BROUGHT ELVIS BACK TO LIFE

BORN 1937

- Geoff Brown

One of the many stellar sidemen, producers and songwriter­s to rise to prominence in Memphis in the 1960s, the career of Lincoln Wayne Moman, far better known as Chips from his love of gambling, spanned multiple genres – rockabilly, rock, pop, soul, country – yet he was never defined by one, so profound was his grasp of each form. Born in LaGrange, Georgia, by his teens he was in Memphis, playing rockabilly. In the late ’50s he started working in R&B and soul for the pre-Stax Satellite label, but despite participat­ion on early hits like Gee Whizz and Last Night, a row over money saw him quit in 1964. He soon opened his own Memphis studio, American Sound, where his finest and most lasting work would be done. With a core of musicians closer in style to the Muscle Shoals house band than to Stax’s, Moman’s set-up became the city’s new go-to studio, catching the ear with pop hits for Sandy Posey (Single Girl, 1966), and The Box Tops. Their US Number 1 The Letter (1967) was produced by Dan Penn, who with Moman would write the deep soul classic The Dark End Of The Street, definitive­ly recorded by James Carr. Jauntier hits like B.J. Thomas’s Raindrops Keep Fallin’ On My Head and Neil Diamond’s Sweet Caroline also emanated from American Sound.

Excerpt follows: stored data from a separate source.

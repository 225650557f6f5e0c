use chrono::{DateTime, Local};
use std::collections::VecDeque;
use std::fmt;

pub const HISTORY_LIMIT: usize = 120;

#[derive(Debug, Clone, Copy, PartialEq, Eq)]
pub enum EventKind {
    New,
    Move,
    Save,
    Load,
}

impl fmt::Display for EventKind {
    fn fmt(&self, f: &mut fmt::Formatter) -> fmt::Result {
        let s = match self {
            EventKind::New => "new",
            EventKind::Move => "move",
            EventKind::Save => "save",
            EventKind::Load => "load",
        };
        write!(f, "{s}")
    }
}

#[derive(Debug, Clone)]
pub struct Event {
    /// Seat name for moves, "system" otherwise.
    pub actor: String,
    pub kind: EventKind,
    pub game: u32,
    /// Log length after the event.
    pub move_number: usize,
    /// Played column (1-based) for moves, the source or target for save/load.
    pub detail: String,
    pub when: DateTime<Local>,
}

impl fmt::Display for Event {
    fn fmt(&self, f: &mut fmt::Formatter) -> fmt::Result {
        write!(
            f,
            "{} #{} {} {} by {} ({})",
            self.when.format("%H:%M:%S"),
            self.game,
            self.kind,
            self.detail,
            self.actor,
            self.move_number
        )
    }
}

/// Bounded event history, newest first.
#[derive(Debug, Clone, Default)]
pub struct EventLog {
    entries: VecDeque<Event>,
}

impl EventLog {
    pub fn new() -> Self {
        Self::default()
    }

    pub fn record(
        &mut self,
        actor: impl Into<String>,
        kind: EventKind,
        game: u32,
        move_number: usize,
        detail: impl Into<String>,
    ) {
        self.entries.push_front(Event {
            actor: actor.into(),
            kind,
            game,
            move_number,
            detail: detail.into(),
            when: Local::now(),
        });
        self.entries.truncate(HISTORY_LIMIT);
    }

    pub fn clear(&mut self) {
        self.entries.clear();
    }

    pub fn len(&self) -> usize {
        self.entries.len()
    }

    pub fn is_empty(&self) -> bool {
        self.entries.is_empty()
    }

    pub fn iter(&self) -> impl Iterator<Item = &Event> {
        self.entries.iter()
    }

    pub fn latest(&self) -> Option<&Event> {
        self.entries.front()
    }
}

#[cfg(test)]
mod tests {
    use super::*;

    #[test]
    fn newest_first_and_bounded() {
        let mut log = EventLog::new();
        for i in 0..(HISTORY_LIMIT + 5) {
            log.record("Player A", EventKind::Move, 1, i + 1, (i % 7 + 1).to_string());
        }
        assert_eq!(log.len(), HISTORY_LIMIT);
        assert_eq!(log.latest().unwrap().move_number, HISTORY_LIMIT + 5);
        assert_eq!(log.iter().last().unwrap().move_number, 6);
    }

    #[test]
    fn display_mentions_kind_and_actor() {
        let mut log = EventLog::new();
        log.record("system", EventKind::Save, 2, 0, "file");
        let line = log.latest().unwrap().to_string();
        assert!(line.contains("save file by system"), "{line}");
    }
}
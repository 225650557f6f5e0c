//! # Evaluation Module
//!
//! Static, perspective-relative scoring of a non-terminal grid. Scores are
//! heuristic: they rank positions for the search, they do not prove anything.
//!
//! ## Scoring Strategy
//! 1. **Center control**: a bonus per own token in the middle column (`cols / 2`).
//! 2. **Windows**: every length-4 line (rows, columns, both diagonals) is
//!    classified by its (own, opponent, empty) counts. Mixed windows are dead
//!    and score nothing; open threes and twos score for their owner, with the
//!    opponent's weighted slightly heavier so the AI prefers blocking.

use super::config::EvalWeights;
use super::evaluator::Evaluator;
use crate::core::{Cell, Grid, Player};
use crate::logic::{for_each_line, CONNECT_N};

/// Window-counting evaluator.
#[derive(Debug, Clone, Default)]
pub struct WindowEvaluator {
    pub weights: EvalWeights,
}

impl WindowEvaluator {
    pub fn new(weights: EvalWeights) -> Self {
        WindowEvaluator { weights }
    }
}

impl Evaluator for WindowEvaluator {
    fn score(&self, grid: &Grid, perspective: Player) -> i64 {
        score(grid, perspective, &self.weights)
    }

    fn name(&self) -> &str {
        "window"
    }
}

fn score_window(w: &EvalWeights, own: usize, opp: usize, empty: usize) -> i64 {
    if own > 0 && opp > 0 {
        return 0;
    }
    match (own, opp, empty) {
        (CONNECT_N, _, _) => w.four,
        (_, CONNECT_N, _) => -w.four,
        (3, 0, 1) => w.own_three,
        (2, 0, 2) => w.own_two,
        (0, 3, 1) => -w.opp_three,
        (0, 2, 2) => -w.opp_two,
        _ => 0,
    }
}

/// Scores `grid` for `perspective`.
pub fn score(grid: &Grid, perspective: Player, weights: &EvalWeights) -> i64 {
    let own_cell = perspective.cell();
    let opp_cell = perspective.other().cell();
    let mut total = 0;

    let center = grid.cols() / 2;
    for row in 0..grid.rows() {
        if grid.get(row, center) == own_cell {
            total += weights.center;
        }
    }

    for_each_line(grid, |window: &[Cell; CONNECT_N]| {
        let mut own = 0;
        let mut opp = 0;
        let mut empty = 0;
        for &c in window {
            if c == own_cell {
                own += 1;
            } else if c == opp_cell {
                opp += 1;
            } else {
                empty += 1;
            }
        }
        total += score_window(weights, own, opp, empty);
    });

    total
}
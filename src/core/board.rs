use super::types::{Cell, Player, Position};
use crate::error::MoveError;

pub const DEFAULT_ROWS: usize = 8;
pub const DEFAULT_COLS: usize = 9;
/// Smallest and largest accepted board dimension.
pub const MIN_DIM: usize = 4;
pub const MAX_DIM: usize = 20;

/// Fixed-size cell matrix with gravity drops.
///
/// Cells are only ever written through [`Grid::drop_token`], so a column never
/// has an empty cell below a filled one.
#[derive(Debug, Clone, PartialEq, Eq, Hash)]
pub struct Grid {
    rows: usize,
    cols: usize,
    cells: Vec<Cell>,
}

impl Grid {
    pub fn new(rows: usize, cols: usize) -> Self {
        debug_assert!(rows > 0 && cols > 0);
        Grid {
            rows,
            cols,
            cells: vec![Cell::Empty; rows * cols],
        }
    }

    pub fn rows(&self) -> usize {
        self.rows
    }

    pub fn cols(&self) -> usize {
        self.cols
    }

    pub fn get(&self, row: usize, col: usize) -> Cell {
        self.cells[row * self.cols + col]
    }

    pub fn at(&self, pos: Position) -> Cell {
        self.get(pos.row, pos.col)
    }

    pub fn is_column_full(&self, col: usize) -> bool {
        col >= self.cols || !self.get(0, col).is_empty()
    }

    /// Drops `player`'s token into `col`; returns where it landed.
    pub fn drop_token(&mut self, col: usize, player: Player) -> Result<Position, MoveError> {
        if col >= self.cols {
            return Err(MoveError::OutOfRange {
                col,
                cols: self.cols,
            });
        }
        if self.is_column_full(col) {
            return Err(MoveError::ColumnFull(col));
        }

        for row in (0..self.rows).rev() {
            let idx = row * self.cols + col;
            if self.cells[idx].is_empty() {
                self.cells[idx] = player.cell();
                return Ok(Position::new(row, col));
            }
        }

        unreachable!("top cell empty but no empty cell in column {col}");
    }

    /// Not-full columns, ascending.
    pub fn valid_columns(&self) -> Vec<usize> {
        (0..self.cols).filter(|&c| !self.is_column_full(c)).collect()
    }

    /// Not-full columns, nearest to the center first.
    pub fn valid_columns_center_out(&self) -> Vec<usize> {
        center_out(self.cols)
            .into_iter()
            .filter(|&c| !self.is_column_full(c))
            .collect()
    }

    pub fn is_full(&self) -> bool {
        (0..self.cols).all(|c| self.is_column_full(c))
    }

    pub fn is_empty(&self) -> bool {
        self.cells.iter().all(|c| c.is_empty())
    }
}

/// All column indices ordered by distance from `cols / 2`; equal distances keep
/// the left column first.
pub fn center_out(cols: usize) -> Vec<usize> {
    let center = cols / 2;
    let mut order: Vec<usize> = (0..cols).collect();
    order.sort_by_key(|&c| c.abs_diff(center));
    order
}

#[cfg(test)]
mod tests {
    use super::*;

    #[test]
    fn drop_lands_at_bottom_then_stacks() {
        let mut grid = Grid::new(6, 7);
        assert_eq!(grid.drop_token(3, Player::A).unwrap(), Position::new(5, 3));
        assert_eq!(grid.drop_token(3, Player::B).unwrap(), Position::new(4, 3));
        assert_eq!(grid.get(5, 3), Cell::Token(Player::A));
        assert_eq!(grid.get(4, 3), Cell::Token(Player::B));
    }

    #[test]
    fn fifth_drop_lands_at_rows_minus_five() {
        let mut grid = Grid::new(6, 7);
        let mut player = Player::A;
        let mut last = Position::default();
        for _ in 0..5 {
            last = grid.drop_token(0, player).unwrap();
            player = player.other();
        }
        assert_eq!(last.row, 6 - 1 - 4);

        grid.drop_token(0, player).unwrap();
        assert!(grid.is_column_full(0));
        assert_eq!(grid.drop_token(0, Player::A), Err(MoveError::ColumnFull(0)));
    }

    #[test]
    fn rejected_drop_leaves_grid_unchanged() {
        let mut grid = Grid::new(4, 4);
        for _ in 0..4 {
            grid.drop_token(1, Player::B).unwrap();
        }
        let before = grid.clone();
        assert!(grid.drop_token(1, Player::A).is_err());
        assert!(grid.drop_token(4, Player::A).is_err());
        assert_eq!(grid, before);
    }

    #[test]
    fn out_of_range_column() {
        let mut grid = Grid::new(6, 7);
        assert_eq!(
            grid.drop_token(7, Player::A),
            Err(MoveError::OutOfRange { col: 7, cols: 7 })
        );
    }

    #[test]
    fn valid_columns_skip_full_ones() {
        let mut grid = Grid::new(4, 5);
        for _ in 0..4 {
            grid.drop_token(2, Player::A).unwrap();
        }
        assert_eq!(grid.valid_columns(), vec![0, 1, 3, 4]);
        assert_eq!(grid.valid_columns_center_out(), vec![1, 3, 0, 4]);
    }

    #[test]
    fn full_board() {
        let mut grid = Grid::new(4, 4);
        for col in 0..4 {
            for _ in 0..4 {
                grid.drop_token(col, Player::A).unwrap();
            }
        }
        assert!(grid.is_full());
        assert!(grid.valid_columns().is_empty());
    }

    #[test]
    fn center_out_order() {
        assert_eq!(center_out(7), vec![3, 2, 4, 1, 5, 0, 6]);
        assert_eq!(center_out(9), vec![4, 3, 5, 2, 6, 1, 7, 0, 8]);
        assert_eq!(center_out(4), vec![2, 1, 3, 0]);
    }
}
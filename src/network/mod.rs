pub mod client;
pub mod protocol;
pub mod room;
pub mod server;

pub use client::RoomClient;
pub use protocol::{Request, Response};
pub use room::{Lobby, Room};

But perhaps its most famous recording came at the end of the ’60s when Elvis Presley was persuaded to return to a Memphis studio for the first time since quitting Sun. After years of fairly execrable movie music, Moman pressed on Presley songs worthy of his gifts – particular­ly In The Ghetto and Suspicious Minds – and 1969’s From Elvis In Memphis would start the King’s final great flourish. American closed in 1972, and Moman latterly worked mostly in Nashville in the country music field that was happiest in.